I agree with that. Real parallel processing just like 3Dfx's one is much clever. But the case of a GPU waiting for the other just has to be avoided. Just like bottleneck in the rendering pipe have to be avoided. This is all the game of optimizing rendering. ;-)

I'm not saying the latter situation is actually slower than having a single GPU, I'm saying that the effectiveness of multiple GPU's is much less when using such a technique.
Indeed.

geon
10-13-2005, 04:01 PM
Hmm. When will we see dual GPUs on a single graphics card?

corey
10-13-2005, 05:20 PM
Hmm. When will we see dual GPUs on a single graphics card?
http://www.ati.com/technology/crossfire/index.html is what is coming up. At least it provides some opportunity for parallel access.

corey

cm_rollo
10-13-2005, 07:00 PM
BTW, it's Scalable Link Interface now, not Scan Line Interleaving. There are two modes in which SLI can run, one of which interleaves frames rendered alternately by two (or more) GPUs, the other of which attempts to "split the work" of a single frame equally between the GPUs (it doesn't give any details as to how this splitting is accomplished, though possibly by scan-line interleaving).

It seems to be more of a "split the whole frame in the middle" if I read nvidia's GPU Programming Guide (http://developer.nvidia.com/object/gpu_programming_guide.html) right. I'm guessing that deep pipelines and branching wouldnt like doing interleaving lines.

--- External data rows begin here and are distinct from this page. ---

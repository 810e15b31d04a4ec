//! Commerce error types.

use thiserror::Error;

/// Errors that can occur in storefront operations.
#[derive(Error, Debug, Clone, PartialEq, Eq)]
pub enum CommerceError {
    /// Product not found in the catalog.
    #[error("Product not found: {0}")]
    ProductNotFound(String),

    /// Promo code does not match the active promotion.
    #[error("Invalid promo code: {0}")]
    InvalidPromoCode(String),

    /// Currency mismatch.
    #[error("Currency mismatch: expected {expected}, got {got}")]
    CurrencyMismatch { expected: String, got: String },

    /// Arithmetic overflow.
    #[error("Arithmetic overflow in money calculation")]
    Overflow,

    /// Configuration could not be read or is invalid.
    #[error("Configuration error: {0}")]
    ConfigError(String),
}

impl From<toml::de::Error> for CommerceError {
    fn from(e: toml::de::Error) -> Self {
        CommerceError::ConfigError(e.to_string())
    }
}
//! Product catalog module.
//!
//! The catalog is static and read-only: the listing sections, the detail
//! page and the "You Might Also Like" strip all read from one ordered list.

mod product;
mod review;

pub use product::{Product, ProductSection, Size, MAX_RATING};
pub use review::{demo_reviews, Review};

use crate::error::CommerceError;
use crate::money::{Currency, Money};

/// An ordered, read-only list of products.
#[derive(Debug, Clone, Default, PartialEq)]
pub struct Catalog {
    products: Vec<Product>,
}

impl Catalog {
    /// Create a catalog from products in display order.
    pub fn new(products: Vec<Product>) -> Self {
        Self { products }
    }

    /// The demo storefront's eight products, priced in `currency`.
    pub fn demo(currency: Currency) -> Self {
        let price = |units| Money::from_units(units, currency);
        use ProductSection::{NewArrivals, TopSelling};

        Self::new(vec![
            Product::new(1u32, "Hoodie For Mens", "/images/pic1.png", price(120), 5, NewArrivals)
                .with_description("Stylish hoodie made for comfort and durability."),
            Product::new(2u32, "T-Shirts For Mens", "/images/pic2.png", price(240), 3, NewArrivals)
                .with_description("Casual t-shirt for everyday wear."),
            Product::new(3u32, "Trousers For Women", "/images/pic3.png", price(180), 4, NewArrivals),
            Product::new(4u32, "Fits Bermuda T-Shirts", "/images/pic4.png", price(130), 5, NewArrivals)
                .with_description("High-quality t-shirt for a relaxed fit."),
            Product::new(5u32, "Vertical Striped Shirt", "/images/pic5.png", price(212), 5, TopSelling),
            Product::new(6u32, "Courage Graphic T-Shirt", "/images/pic6.png", price(145), 3, TopSelling),
            Product::new(7u32, "Loose Fits Bermuda Shorts", "/images/pic7.png", price(80), 4, TopSelling)
                .with_description("Comfortable shorts perfect for summer."),
            Product::new(8u32, "Faded Skinny Jeans", "/images/pic8.png", price(210), 5, TopSelling),
        ])
    }

    /// All products in display order.
    pub fn products(&self) -> &[Product] {
        &self.products
    }

    /// Look up a product by the id segment of its detail page path.
    pub fn find(&self, id: &str) -> Result<&Product, CommerceError> {
        self.products
            .iter()
            .find(|p| p.id.as_str() == id)
            .ok_or_else(|| CommerceError::ProductNotFound(id.to_string()))
    }

    /// Every product except `id`, in catalog order.
    pub fn related<'a>(&'a self, id: &'a str) -> impl Iterator<Item = &'a Product> + 'a {
        self.products.iter().filter(move |p| p.id.as_str() != id)
    }

    /// Products featured in a home page section.
    pub fn section(&self, section: ProductSection) -> impl Iterator<Item = &Product> + '_ {
        self.products.iter().filter(move |p| p.section == section)
    }

    /// Number of products.
    pub fn len(&self) -> usize {
        self.products.len()
    }

    /// Check if the catalog is empty.
    pub fn is_empty(&self) -> bool {
        self.products.is_empty()
    }
}

#[cfg(test)]
mod tests {
    use super::*;

    #[test]
    fn test_demo_catalog() {
        let catalog = Catalog::demo(Currency::USD);
        assert_eq!(catalog.len(), 8);
        assert_eq!(catalog.section(ProductSection::NewArrivals).count(), 4);
        assert_eq!(catalog.section(ProductSection::TopSelling).count(), 4);
    }

    #[test]
    fn test_find() {
        let catalog = Catalog::demo(Currency::USD);
        let product = catalog.find("3").unwrap();
        assert_eq!(product.name, "Trousers For Women");
        assert_eq!(product.price, Money::from_units(180, Currency::USD));
    }

    #[test]
    fn test_find_missing() {
        let catalog = Catalog::demo(Currency::USD);
        assert_eq!(
            catalog.find("99").unwrap_err(),
            CommerceError::ProductNotFound("99".to_string())
        );
        assert!(catalog.find("").is_err());
    }

    #[test]
    fn test_related_excludes_current() {
        let catalog = Catalog::demo(Currency::USD);
        let ids: Vec<&str> = catalog.related("2").map(|p| p.id.as_str()).collect();
        assert_eq!(ids, vec!["1", "3", "4", "5", "6", "7", "8"]);
    }

    #[test]
    fn test_related_for_unknown_id_is_everything() {
        let catalog = Catalog::demo(Currency::USD);
        assert_eq!(catalog.related("nope").count(), catalog.len());
    }

    #[test]
    fn test_demo_reviews() {
        let reviews = demo_reviews();
        assert_eq!(reviews.len(), 2);
        assert_eq!(reviews[1].rating_label(), "4/5");
    }
}
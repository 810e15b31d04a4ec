//! Product detail page.

use leptos::prelude::*;
use leptos_router::components::A;
use leptos_router::hooks::use_params_map;
use shopco_commerce::prelude::*;

use super::home::Rating;
use crate::state::{use_catalog, use_session};

/// `/product/:id`: detail view, or a placeholder for unknown ids.
#[component]
pub fn ProductPage() -> impl IntoView {
    let params = use_params_map();
    let catalog = use_catalog();

    view! {
        {move || {
            let id = params.get().get("id").unwrap_or_default();
            match catalog.find(&id) {
                Ok(product) => view! { <ProductDetail product=product.clone()/> }.into_any(),
                Err(_) => view! {
                    <div class="not-found">
                        <p>"Product not found!"</p>
                        <A href="/">"Back to products"</A>
                    </div>
                }
                .into_any(),
            }
        }}
    }
}

#[component]
fn ProductDetail(product: Product) -> impl IntoView {
    let session = use_session();
    let (quantity, set_quantity) = signal(1u32);
    let (size, set_size) = signal(None::<Size>);
    let (notice, set_notice) = signal(None::<String>);

    let for_cart = product.clone();
    let add_to_cart = move |_| {
        let mut outcome = None;
        session.update(|s| {
            outcome = Some(s.add_to_cart(for_cart.to_line_item(quantity.get_untracked())));
        });
        if let Some(outcome) = outcome {
            set_notice.set(Some(format!(
                "Added to cart ({} in cart)",
                outcome.quantity()
            )));
        }
    };

    let wish = product.to_wishlist_item();
    let add_to_wishlist = move |_| {
        let mut added = false;
        session.update(|s| added = s.add_to_wishlist(wish.clone()));
        let message = if added {
            "Added to wishlist"
        } else {
            "Already on your wishlist"
        };
        set_notice.set(Some(message.to_string()));
    };

    let description = product.description.clone();

    view! {
        <div class="product-detail">
            <img
                src=product.image_url.clone()
                alt=product.name.clone()
                width="400"
                height="400"
                class="product-image"
            />

            <div class="product-info">
                <h1>{product.name.clone()}</h1>
                {description.map(|text| view! { <p class="description">{text}</p> })}
                <div class="price-row">
                    <span class="price">{product.price.display_compact()}</span>
                    <Rating rating=product.rating label=product.rating_label()/>
                </div>

                <div class="size-selector">
                    <h2>"Select Size"</h2>
                    <div class="sizes">
                        {Size::ALL
                            .into_iter()
                            .map(|option| {
                                view! {
                                    <button
                                        class=move || {
                                            if size.get() == Some(option) { "size selected" } else { "size" }
                                        }
                                        on:click=move |_| set_size.set(Some(option))
                                    >
                                        {option.label()}
                                    </button>
                                }
                            })
                            .collect_view()}
                    </div>
                    {move || {
                        size.get()
                            .map(|s| view! { <p class="selected-size">"Selected Size: " {s.label()}</p> })
                    }}
                </div>

                <div class="purchase-row">
                    <div class="stepper">
                        <button on:click=move |_| {
                            set_quantity.update(|q| *q = QuantityAction::Decrement.apply(*q))
                        }>"-"</button>
                        <span>{move || quantity.get().to_string()}</span>
                        <button on:click=move |_| {
                            set_quantity.update(|q| *q = QuantityAction::Increment.apply(*q))
                        }>"+"</button>
                    </div>
                    <button class="btn" on:click=add_to_cart>"Add to Cart"</button>
                </div>

                <button class="outline" on:click=add_to_wishlist>"Add to Wishlist"</button>
                {move || notice.get().map(|text| view! { <p class="notice">{text}</p> })}
            </div>
        </div>

        <Reviews/>
        <RelatedProducts current=product.id.clone()/>
    }
}

#[component]
fn Reviews() -> impl IntoView {
    view! {
        <section class="reviews">
            <h2>"Reviews"</h2>
            {demo_reviews()
                .into_iter()
                .map(|review| {
                    view! {
                        <div class="review">
                            <div class="review-header">
                                <span class="author">{review.author.clone()}</span>
                                <span class="stars">{format!("\u{2605} {}", review.rating_label())}</span>
                            </div>
                            <p>{review.comment.clone()}</p>
                            <span class="date">"Posted on " {review.date.clone()}</span>
                        </div>
                    }
                })
                .collect_view()}
        </section>
    }
}

/// "You Might Also Like": every other catalog product.
#[component]
fn RelatedProducts(current: ProductId) -> impl IntoView {
    let catalog = use_catalog();
    let related: Vec<Product> = catalog.related(current.as_str()).cloned().collect();

    view! {
        <section class="related">
            <h2>"You Might Also Like"</h2>
            <div class="related-grid">
                {related
                    .into_iter()
                    .map(|p| {
                        view! {
                            <A href=p.href()>
                                <div class="related-card">
                                    <img src=p.image_url.clone() alt=p.name.clone() width="300" height="300"/>
                                    <h3>{p.name.clone()}</h3>
                                    <span class="price">{p.price.display_compact()}</span>
                                    <span class="stars">{format!("\u{2605} {}", p.rating_label())}</span>
                                </div>
                            </A>
                        }
                    })
                    .collect_view()}
            </div>
        </section>
    }
}
//! Money type for representing monetary values.
//!
//! Uses cents-based integer representation so that subtotals and discounts
//! never accumulate floating-point error.

use serde::{Deserialize, Serialize};
use std::fmt;

/// Supported currencies.
#[derive(Debug, Clone, Copy, PartialEq, Eq, Hash, Serialize, Deserialize, Default)]
pub enum Currency {
    #[default]
    USD,
    EUR,
    GBP,
    JPY,
    CAD,
}

impl Currency {
    /// Get the currency code (e.g., "USD").
    pub fn code(&self) -> &'static str {
        match self {
            Currency::USD => "USD",
            Currency::EUR => "EUR",
            Currency::GBP => "GBP",
            Currency::JPY => "JPY",
            Currency::CAD => "CAD",
        }
    }

    /// Get the currency symbol (e.g., "$").
    pub fn symbol(&self) -> &'static str {
        match self {
            Currency::USD => "$",
            Currency::EUR => "\u{20ac}",
            Currency::GBP => "\u{00a3}",
            Currency::JPY => "\u{00a5}",
            Currency::CAD => "CA$",
        }
    }

    /// Get the number of decimal places for this currency.
    pub fn decimal_places(&self) -> u32 {
        match self {
            Currency::JPY => 0,
            _ => 2,
        }
    }

    fn minor_units(&self) -> i64 {
        10_i64.pow(self.decimal_places())
    }
}

impl fmt::Display for Currency {
    fn fmt(&self, f: &mut fmt::Formatter<'_>) -> fmt::Result {
        write!(f, "{}", self.code())
    }
}

/// A monetary value with currency.
///
/// Amounts are stored in the smallest unit of the currency (e.g., cents for USD).
#[derive(Debug, Clone, Copy, PartialEq, Eq, Hash, Serialize, Deserialize, Default)]
pub struct Money {
    /// Amount in smallest currency unit (e.g., cents).
    pub amount_cents: i64,
    /// The currency.
    pub currency: Currency,
}

impl Money {
    /// Create a new Money value from cents.
    pub fn new(amount_cents: i64, currency: Currency) -> Self {
        Self {
            amount_cents,
            currency,
        }
    }

    /// Create a Money value from whole currency units (e.g. dollars).
    pub fn from_units(units: i64, currency: Currency) -> Self {
        Self::new(units.saturating_mul(currency.minor_units()), currency)
    }

    /// Create a Money value from a decimal amount.
    ///
    /// ```
    /// use shopco_commerce::money::{Money, Currency};
    /// let fee = Money::from_decimal(15.0, Currency::USD);
    /// assert_eq!(fee.amount_cents, 1500);
    /// ```
    pub fn from_decimal(amount: f64, currency: Currency) -> Self {
        let amount_cents = (amount * currency.minor_units() as f64).round() as i64;
        Self::new(amount_cents, currency)
    }

    /// Create a zero amount in the given currency.
    pub fn zero(currency: Currency) -> Self {
        Self::new(0, currency)
    }

    /// Check if this is zero.
    pub fn is_zero(&self) -> bool {
        self.amount_cents == 0
    }

    /// Check if this is negative.
    pub fn is_negative(&self) -> bool {
        self.amount_cents < 0
    }

    /// Convert to a decimal value.
    pub fn to_decimal(&self) -> f64 {
        self.amount_cents as f64 / self.currency.minor_units() as f64
    }

    /// Format with all decimal places (e.g., "$495.00").
    pub fn display(&self) -> String {
        let places = self.currency.decimal_places() as usize;
        let sign = if self.is_negative() { "-" } else { "" };
        let abs = Money::new(self.amount_cents.saturating_abs(), self.currency);
        format!(
            "{}{}{:.places$}",
            sign,
            self.currency.symbol(),
            abs.to_decimal()
        )
    }

    /// Format whole amounts without decimals (e.g., "$120"), as on price tags.
    pub fn display_compact(&self) -> String {
        if self.amount_cents % self.currency.minor_units() == 0 {
            let sign = if self.is_negative() { "-" } else { "" };
            let units = (self.amount_cents / self.currency.minor_units()).saturating_abs();
            format!("{}{}{}", sign, self.currency.symbol(), units)
        } else {
            self.display()
        }
    }

    /// Try to add another Money value.
    ///
    /// Returns `None` if currencies differ or the sum overflows.
    pub fn try_add(&self, other: &Money) -> Option<Money> {
        if self.currency != other.currency {
            return None;
        }
        self.amount_cents
            .checked_add(other.amount_cents)
            .map(|amount| Money::new(amount, self.currency))
    }

    /// Try to subtract another Money value.
    pub fn try_subtract(&self, other: &Money) -> Option<Money> {
        if self.currency != other.currency {
            return None;
        }
        self.amount_cents
            .checked_sub(other.amount_cents)
            .map(|amount| Money::new(amount, self.currency))
    }

    /// Try to multiply by a scalar.
    pub fn try_multiply(&self, factor: i64) -> Option<Money> {
        self.amount_cents
            .checked_mul(factor)
            .map(|amount| Money::new(amount, self.currency))
    }

    /// Calculate a whole-number percentage of this amount.
    ///
    /// Percentages above 100 are treated as 100. The result is rounded half
    /// away from zero to the nearest minor unit.
    pub fn percentage(&self, percent: u8) -> Money {
        let percent = i128::from(percent.min(100));
        let scaled = i128::from(self.amount_cents) * percent;
        let rounded = (scaled.abs() + 50) / 100 * scaled.signum();
        // |rounded| <= |amount_cents|, so it always fits.
        Money::new(rounded as i64, self.currency)
    }

    /// Sum an iterator of Money values, returning `None` on mismatch or overflow.
    pub fn try_sum<'a>(mut iter: impl Iterator<Item = &'a Money>, currency: Currency) -> Option<Money> {
        iter.try_fold(Money::zero(currency), |acc, m| acc.try_add(m))
    }
}

impl fmt::Display for Money {
    fn fmt(&self, f: &mut fmt::Formatter<'_>) -> fmt::Result {
        write!(f, "{}", self.display())
    }
}

#[cfg(test)]
mod tests {
    use super::*;

    #[test]
    fn test_money_from_units() {
        let m = Money::from_units(120, Currency::USD);
        assert_eq!(m.amount_cents, 12000);

        let m = Money::from_units(120, Currency::JPY);
        assert_eq!(m.amount_cents, 120);
    }

    #[test]
    fn test_money_from_decimal() {
        let m = Money::from_decimal(49.99, Currency::USD);
        assert_eq!(m.amount_cents, 4999);
    }

    #[test]
    fn test_money_display() {
        assert_eq!(Money::new(49500, Currency::USD).display(), "$495.00");
        assert_eq!(Money::new(-12000, Currency::USD).display(), "-$120.00");
        assert_eq!(Money::new(100, Currency::JPY).display(), "\u{00a5}100");
    }

    #[test]
    fn test_money_display_compact() {
        assert_eq!(Money::new(12000, Currency::USD).display_compact(), "$120");
        assert_eq!(Money::new(12050, Currency::USD).display_compact(), "$120.50");
    }

    #[test]
    fn test_money_checked_arithmetic() {
        let a = Money::new(1000, Currency::USD);
        let b = Money::new(300, Currency::USD);
        assert_eq!(a.try_add(&b).unwrap().amount_cents, 1300);
        assert_eq!(a.try_subtract(&b).unwrap().amount_cents, 700);
        assert_eq!(a.try_multiply(3).unwrap().amount_cents, 3000);

        let max = Money::new(i64::MAX, Currency::USD);
        assert!(max.try_add(&a).is_none());
        assert!(max.try_multiply(2).is_none());
    }

    #[test]
    fn test_money_currency_mismatch() {
        let usd = Money::new(1000, Currency::USD);
        let eur = Money::new(1000, Currency::EUR);
        assert!(usd.try_add(&eur).is_none());
        assert!(usd.try_subtract(&eur).is_none());
    }

    #[test]
    fn test_money_percentage() {
        let m = Money::new(60000, Currency::USD);
        assert_eq!(m.percentage(20).amount_cents, 12000);

        // 20% of $0.33 = 6.6 cents, rounds to 7
        assert_eq!(Money::new(33, Currency::USD).percentage(20).amount_cents, 7);

        // Capped at the full amount
        assert_eq!(m.percentage(150).amount_cents, 60000);
    }

    #[test]
    fn test_money_try_sum() {
        let values = [
            Money::new(12000, Currency::USD),
            Money::new(48000, Currency::USD),
        ];
        let total = Money::try_sum(values.iter(), Currency::USD).unwrap();
        assert_eq!(total.amount_cents, 60000);
        assert!(Money::try_sum(values.iter(), Currency::EUR).is_none());
    }
}
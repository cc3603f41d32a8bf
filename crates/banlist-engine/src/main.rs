//! banlist engine runner.
//!
//! Usage: `banlist-engine [config.yaml] [records.json]`
//!
//! - Loads config (strict) and seeds an in-memory store from a JSON array of records
//! - Loads every tracked list, then keeps them fresh in the background
//! - Reads one JSON event per line on stdin and prints `<event_id> spam|ok`

use std::sync::Arc;

use tokio::io::{AsyncBufReadExt, BufReader};
use tracing_subscriber::{fmt, EnvFilter};

use banlist_core::RawRecord;
use banlist_engine::{app_state::AppState, config, store::InMemoryStore};

#[tokio::main]
async fn main() {
    fmt()
        .with_env_filter(EnvFilter::from_default_env())
        .with_writer(std::io::stderr)
        .init();

    let mut args = std::env::args().skip(1);
    let cfg_path = args.next().unwrap_or_else(|| "banlist.yaml".to_string());
    let cfg = config::load_from_file(&cfg_path).expect("config load failed");

    let store = Arc::new(InMemoryStore::new());
    if let Some(path) = args.next() {
        let raw = std::fs::read_to_string(&path).expect("failed to read records file");
        let n = store.load_json(&raw).expect("records file must be a JSON array of records");
        tracing::info!(%path, records = n, "store seeded");
    }

    let (state, refresher) = AppState::new(cfg, store).expect("engine setup failed");
    state.load_all().await;
    let _refresh = refresher.spawn();

    let mut lines = BufReader::new(tokio::io::stdin()).lines();
    loop {
        let line = match lines.next_line().await {
            Ok(Some(line)) => line,
            Ok(None) => break,
            Err(e) => {
                tracing::warn!(error = %e, "stdin read failed");
                break;
            }
        };
        if line.trim().is_empty() {
            continue;
        }

        let event: RawRecord = match serde_json::from_str(&line) {
            Ok(ev) => ev,
            Err(e) => {
                tracing::warn!(error = %e, "skipping malformed event");
                continue;
            }
        };
        let spam = state.checkers().check_event_for_spam(&event).await;
        println!("{} {}", event.event_id, if spam { "spam" } else { "ok" });
    }

    tracing::debug!(metrics = %state.metrics().render(), "shutting down");
}
//! Normalized policy rules.
//!
//! Policy lists have used several event types and recommendation strings for
//! the same meaning over the protocol's history. Everything is normalized to
//! one canonical value here; anything unrecognized becomes `Unknown` and is
//! kept for bookkeeping but never enforced.

use crate::glob::{self, CompiledPattern};

pub const RECOMMENDATION_BAN: &str = "m.ban";
pub const RECOMMENDATION_BAN_TYPES: &[&str] = &[RECOMMENDATION_BAN, "org.matrix.mjolnir.ban"];

pub const RULE_USER: &str = "m.policy.rule.user";
pub const RULE_ROOM: &str = "m.policy.rule.room";
pub const RULE_SERVER: &str = "m.policy.rule.server";

pub const USER_RULE_TYPES: &[&str] = &[RULE_USER, "m.room.rule.user", "org.matrix.mjolnir.rule.user"];
pub const ROOM_RULE_TYPES: &[&str] = &[RULE_ROOM, "m.room.rule.room", "org.matrix.mjolnir.rule.room"];
pub const SERVER_RULE_TYPES: &[&str] = &[
    RULE_SERVER,
    "m.room.rule.server",
    "org.matrix.mjolnir.rule.server",
];

/// What a rule targets.
#[derive(Debug, Clone, Copy, PartialEq, Eq, Hash)]
pub enum RuleKind {
    User,
    Room,
    Server,
    Unknown,
}

impl RuleKind {
    /// Kinds the decision engine evaluates.
    pub const ENFORCED: [RuleKind; 3] = [RuleKind::User, RuleKind::Room, RuleKind::Server];

    pub fn from_type(event_type: &str) -> Self {
        if USER_RULE_TYPES.contains(&event_type) {
            RuleKind::User
        } else if ROOM_RULE_TYPES.contains(&event_type) {
            RuleKind::Room
        } else if SERVER_RULE_TYPES.contains(&event_type) {
            RuleKind::Server
        } else {
            RuleKind::Unknown
        }
    }

    /// Every event type spelling that normalizes to this kind.
    pub fn spellings(self) -> &'static [&'static str] {
        match self {
            RuleKind::User => USER_RULE_TYPES,
            RuleKind::Room => ROOM_RULE_TYPES,
            RuleKind::Server => SERVER_RULE_TYPES,
            RuleKind::Unknown => &[],
        }
    }

    /// Stable event type for this kind.
    pub fn as_str(self) -> &'static str {
        match self {
            RuleKind::User => RULE_USER,
            RuleKind::Room => RULE_ROOM,
            RuleKind::Server => RULE_SERVER,
            RuleKind::Unknown => "unknown",
        }
    }
}

/// Whether `event_type` is any recognized rule type.
pub fn is_rule_type(event_type: &str) -> bool {
    RuleKind::from_type(event_type) != RuleKind::Unknown
}

/// Enforcement verdict a rule carries. Only `Ban` is enforced.
#[derive(Debug, Clone, Copy, PartialEq, Eq, Hash)]
pub enum BanAction {
    Ban,
    Unknown,
}

impl BanAction {
    pub fn from_recommendation(recommendation: &str) -> Self {
        if RECOMMENDATION_BAN_TYPES.contains(&recommendation) {
            BanAction::Ban
        } else {
            BanAction::Unknown
        }
    }
}

/// A single normalized rule from a policy list.
#[derive(Debug, Clone)]
pub struct PolicyRule {
    pub entity: String,
    pub compiled: CompiledPattern,
    pub action: BanAction,
    pub reason: String,
    pub kind: RuleKind,
}

impl PolicyRule {
    pub fn new(entity: &str, raw_action: &str, reason: &str, raw_kind: &str) -> Self {
        Self {
            entity: entity.to_string(),
            compiled: glob::compile(entity, false),
            action: BanAction::from_recommendation(raw_action),
            reason: reason.to_string(),
            kind: RuleKind::from_type(raw_kind),
        }
    }

    pub fn matches(&self, candidate: &str) -> bool {
        self.compiled.matches(candidate)
    }

    pub fn is_ban(&self) -> bool {
        self.action == BanAction::Ban
    }
}
//! Top-level facade crate for banlist.
//!
//! Re-exports the core types and the engine library so users can depend on a single crate.

pub mod core {
    pub use banlist_core::*;
}

pub mod engine {
    pub use banlist_engine::*;
}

According to the guide, card 1 handles the top part of the frame and card 2 the bottom and the sizes are load balanced between frames, so if card 1 is idle for half the current frame it will get a larger part next time (this would make sense in most outdoor shooters - Heavy shaders on characters and ground and simple shaders for sky).

Rydinare
10-15-2005, 06:42 AM
Assuming the input is queued (which usually is the case), it makes no sense to collect them in a different thread, because the game won't react to that input immediately; you can see the feedback when the input is processed and a new frame is drawn. Collecting the input immediately doesn't mean you'll get feedback as soon as you press a button.

Are you having troubles when the framerate drops?

I think this is a deisgn issue, as well. To say input won't be reacted to immediately, I guess one could argue that, but consider this...

Your app runs at 60 frames a second. That's just the graphics. Often, other behind-the-scene processes can run quite a bit faster than that. So, get a message, transport it to the game logic thread and it gets processed let's say 1/100 of a second later. This is undetectable to the user. Unless you're running at like 5 frames at second (in which case you have much bigger issues than this), I think putting input in a separate thread is not a harm timing-wise.

Getting back to why this is a design issue, a common top-down approach is to approach a system and break it into subsystems. Input often falls into a common subsystem. To ensure efficiency, each subsystem is often made up of one or more threads, which communicate (via pipes, mailboxes, or direct method calls with semaphore protection). In my experience, a design like this usually is pretty efficient.

Now then, that all being said, I think it falls into the main issue of your architecture. If you have an approach similar to the one I mentioned above, I think a separate thread for input works very well. If you don't and you're not really using threads for most of the rest of your system, you may not want to go this route.